International Journal of Sociology of Agriculture and Food

The Genetic Engineering of Food and the Failure of Science – Part 1: The Development of a Flawed Enterprise

International Journal of Sociology of Agriculture and Food

Volume 16, issue 1 (2009), pages 31-49

Author: Don Lotter
Affiliation: http://www.donlotter.net

ISSN: 0798-1759


Abstract

A major conflict has developed in science and society between promoters and opponents of transgenic foods. Food, feed, and fiber products derived from transgenic agricultural crops are presented here as a different case from bacterial, industrial, and pharmaceutical crop transgenics and should be parsed from the larger transgenics industry for comprehensive re-evaluation and market roll-back.

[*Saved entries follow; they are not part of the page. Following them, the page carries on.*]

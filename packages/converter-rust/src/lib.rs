//! Conduit Converter — concurrent type conversion registry with hierarchy
//! resolution, fallback promotion and miss caching.

pub mod catalog;
pub mod config;
pub mod converters;
pub mod engine;
pub mod fallback;
pub mod loader;
pub mod resolver;
pub mod stats;
pub mod table;

pub use conduit_core;

pub use catalog::TypeCatalog;
pub use config::{ConverterConfig, ExistsPolicy, LoadMode};
pub use converters::{CoreConverterLoader, EnumFallback, JsonBinding, ToStringFallback};
pub use engine::{ConversionEngine, EngineState};
pub use fallback::{FallbackChain, FallbackEntry, FallbackResult};
pub use loader::{BatchLoader, ConverterLoader, LoadReport, LoaderReport, Registrar};
pub use resolver::Resolver;
pub use stats::{Statistics, StatisticsSnapshot};
pub use table::{ConversionTable, MissCache, PutOutcome};

#[cfg(test)]
mod tests {
    #[test]
    fn crate_loads() {
        // Empty body: if this test runs, the crate compiles and loads.
    }
}
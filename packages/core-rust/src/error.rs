//! Error taxonomy for conversions and registration.

use crate::descriptor::TypeDescriptor;
use crate::key::TypeKey;

/// Errors surfaced by the conversion entry points and the registration API.
#[derive(Debug, thiserror::Error)]
pub enum ConversionError {
    /// No direct, resolved, or fallback converter exists for the pair.
    /// Only `mandatory_convert` raises this.
    #[error("no type converter available to convert from type: {from_type} to the required type: {target} with value {value}")]
    NoConversionAvailable {
        value: String,
        from_type: String,
        target: TypeDescriptor,
    },
    /// A conversion function failed for this specific value.
    #[error("error during type conversion from type: {from_type} to the required type: {target} with value {value}: {cause}")]
    ConversionFailed {
        value: String,
        from_type: String,
        target: TypeDescriptor,
        #[source]
        cause: anyhow::Error,
    },
    /// A conversion was attempted while the engine is not started.
    #[error("type converter engine is not started (state: {state})")]
    EngineNotStarted { state: &'static str },
    /// A converter already exists for the key and the engine is configured
    /// to reject duplicates.
    #[error("type converter already registered for {key}")]
    ConverterExists { key: TypeKey },
    /// A registration could not be applied (unknown type name, failing loader).
    #[error("misconfigured converter registration: {reason}")]
    Misconfigured { reason: String },
}

impl ConversionError {
    /// Whether this is the structural "no conversion" failure.
    #[must_use]
    pub fn is_no_conversion(&self) -> bool {
        matches!(self, Self::NoConversionAvailable { .. })
    }

    /// Whether a conversion function failed.
    #[must_use]
    pub fn is_conversion_failed(&self) -> bool {
        matches!(self, Self::ConversionFailed { .. })
    }
}

/// Failure signalled by a conversion function.
#[derive(Debug, thiserror::Error)]
pub enum ConverterError {
    /// Application-level failure for this value (e.g. malformed input).
    #[error(transparent)]
    Failed(#[from] anyhow::Error),
    /// The value could not be produced, but this is not a failure worth
    /// surfacing; callers see "no conversion".
    #[error("no value produced: {0}")]
    NoValue(String),
}

impl ConverterError {
    /// Wraps any error as an application failure.
    pub fn failed(err: impl Into<anyhow::Error>) -> Self {
        Self::Failed(err.into())
    }

    /// Application failure from a plain message.
    pub fn msg(message: impl Into<String>) -> Self {
        Self::Failed(anyhow::Error::msg(message.into()))
    }
}
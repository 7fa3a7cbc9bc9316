//! Concurrent conversion table and negative cache.
//!
//! Both structures are backed by [`DashMap`], so readers never contend on a
//! global lock and writers only lock one shard for the duration of an
//! insert. Neither type ever invokes a converter while holding a shard
//! guard.

use std::collections::HashSet;
use std::sync::atomic::{AtomicU64, Ordering};
use std::sync::Arc;

use conduit_core::{ConverterRef, TypeDescriptor, TypeKey};
use dashmap::mapref::entry::Entry;
use dashmap::{DashMap, DashSet};

struct TableEntry {
    converter: ConverterRef,
    /// Registration sequence; keeps table scans deterministic.
    seq: u64,
}

/// Result of [`ConversionTable::put`].
pub enum PutOutcome {
    /// The key had no converter.
    Inserted,
    /// A different converter was replaced; the previous one is returned.
    Replaced(ConverterRef),
    /// The very same converter was already registered.
    Unchanged,
}

/// Mapping from [`TypeKey`] to conversion function.
pub struct ConversionTable {
    entries: DashMap<TypeKey, TableEntry>,
    next_seq: AtomicU64,
}

impl ConversionTable {
    #[must_use]
    pub fn new() -> Self {
        Self {
            entries: DashMap::new(),
            next_seq: AtomicU64::new(0),
        }
    }

    /// Inserts or replaces the converter for `key`.
    ///
    /// A replaced entry keeps its original registration position.
    pub fn put(&self, key: TypeKey, converter: ConverterRef) -> PutOutcome {
        match self.entries.entry(key) {
            Entry::Occupied(mut occupied) => {
                if Arc::ptr_eq(&occupied.get().converter, &converter) {
                    PutOutcome::Unchanged
                } else {
                    let previous = std::mem::replace(&mut occupied.get_mut().converter, converter);
                    PutOutcome::Replaced(previous)
                }
            }
            Entry::Vacant(vacant) => {
                let seq = self.next_seq.fetch_add(1, Ordering::Relaxed);
                vacant.insert(TableEntry { converter, seq });
                PutOutcome::Inserted
            }
        }
    }

    /// Inserts only if `key` has no converter. Returns `true` if inserted.
    pub fn put_if_absent(&self, key: TypeKey, converter: ConverterRef) -> bool {
        match self.entries.entry(key) {
            Entry::Occupied(_) => false,
            Entry::Vacant(vacant) => {
                let seq = self.next_seq.fetch_add(1, Ordering::Relaxed);
                vacant.insert(TableEntry { converter, seq });
                true
            }
        }
    }

    /// Direct O(1) lookup.
    #[must_use]
    pub fn get(&self, target: &TypeDescriptor, source: &TypeDescriptor) -> Option<ConverterRef> {
        self.get_key(&TypeKey::new(target.clone(), source.clone()))
    }

    #[must_use]
    pub fn get_key(&self, key: &TypeKey) -> Option<ConverterRef> {
        self.entries.get(key).map(|entry| entry.converter.clone())
    }

    /// Removes the converter for `key`. Returns `true` if one existed.
    pub fn remove(&self, key: &TypeKey) -> bool {
        self.entries.remove(key).is_some()
    }

    #[must_use]
    pub fn len(&self) -> usize {
        self.entries.len()
    }

    #[must_use]
    pub fn is_empty(&self) -> bool {
        self.entries.is_empty()
    }

    /// Removes the entry for `key` only if it still holds `converter`.
    pub fn remove_if_same(&self, key: &TypeKey, converter: &ConverterRef) -> bool {
        self.entries
            .remove_if(key, |_, entry| Arc::ptr_eq(&entry.converter, converter))
            .is_some()
    }

    pub fn clear(&self) {
        self.entries.clear();
    }

    /// All distinct source types currently registered.
    #[must_use]
    pub fn snapshot_source_types(&self) -> HashSet<TypeDescriptor> {
        self.entries
            .iter()
            .filter_map(|entry| entry.key().source().cloned())
            .collect()
    }

    /// Registered keys and converters in registration order.
    #[must_use]
    pub fn entries(&self) -> Vec<(TypeKey, ConverterRef)> {
        let mut keyed: Vec<(u64, TypeKey, ConverterRef)> = self
            .entries
            .iter()
            .map(|entry| (entry.seq, entry.key().clone(), entry.converter.clone()))
            .collect();
        keyed.sort_by_key(|(seq, _, _)| *seq);
        keyed
            .into_iter()
            .map(|(_, key, converter)| (key, converter))
            .collect()
    }

    /// `(source, target)` pairs in registration order.
    #[must_use]
    pub fn mappings(&self) -> Vec<(Option<TypeDescriptor>, TypeDescriptor)> {
        self.entries()
            .into_iter()
            .map(|(key, _)| (key.source().cloned(), key.target().clone()))
            .collect()
    }

    /// Converter of the earliest-registered key matching `predicate`.
    ///
    /// Visits every shard; `predicate` runs under a shard read guard and
    /// must not touch the table.
    pub fn find_first(&self, predicate: impl Fn(&TypeKey) -> bool) -> Option<ConverterRef> {
        let mut best: Option<(u64, ConverterRef)> = None;
        for entry in &self.entries {
            if !predicate(entry.key()) {
                continue;
            }
            let earlier = best.as_ref().map_or(true, |(seq, _)| entry.seq < *seq);
            if earlier {
                best = Some((entry.seq, entry.converter.clone()));
            }
        }
        best.map(|(_, converter)| converter)
    }
}

impl Default for ConversionTable {
    fn default() -> Self {
        Self::new()
    }
}

/// Set of type pairs known to have no conversion.
///
/// Cleared only together with the table.
pub struct MissCache {
    misses: DashSet<TypeKey>,
}

impl MissCache {
    #[must_use]
    pub fn new() -> Self {
        Self {
            misses: DashSet::new(),
        }
    }

    /// Records a miss. Returns `true` if it was not already recorded.
    pub fn insert(&self, key: TypeKey) -> bool {
        self.misses.insert(key)
    }

    #[must_use]
    pub fn contains(&self, key: &TypeKey) -> bool {
        self.misses.contains(key)
    }

    pub fn remove(&self, key: &TypeKey) -> bool {
        self.misses.remove(key).is_some()
    }

    #[must_use]
    pub fn len(&self) -> usize {
        self.misses.len()
    }

    #[must_use]
    pub fn is_empty(&self) -> bool {
        self.misses.is_empty()
    }

    pub fn clear(&self) {
        self.misses.clear();
    }
}

impl Default for MissCache {
    fn default() -> Self {
        Self::new()
    }
}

Reviewed is the development of the crop transgenics industry; the early influence of the biotechnology industry over the US federal regulatory agencies in the context of the development of minimal regulation; the basic technology of plant transgenics; the main transgenic crops, traits, and producing countries; consumer resistance to transgenic foods; industry problems with shrinking investments; the worldwide promotion of transgenic crops; and ecological issues of transgenic crops. Flaws in the one gene–one protein model, the foundation of transgenics, are reviewed in the context of the recent and ongoing restructuring of the science of genetics. Research on the mutational consequences of plant transgenics and its phenotypic ramifications such as allergens and novel proteins is discussed. Major research findings and ‘red flag’ incidents in the history of transgenic foods and feeds are reviewed that reflect the flaws in the genetic foundations of transgenics.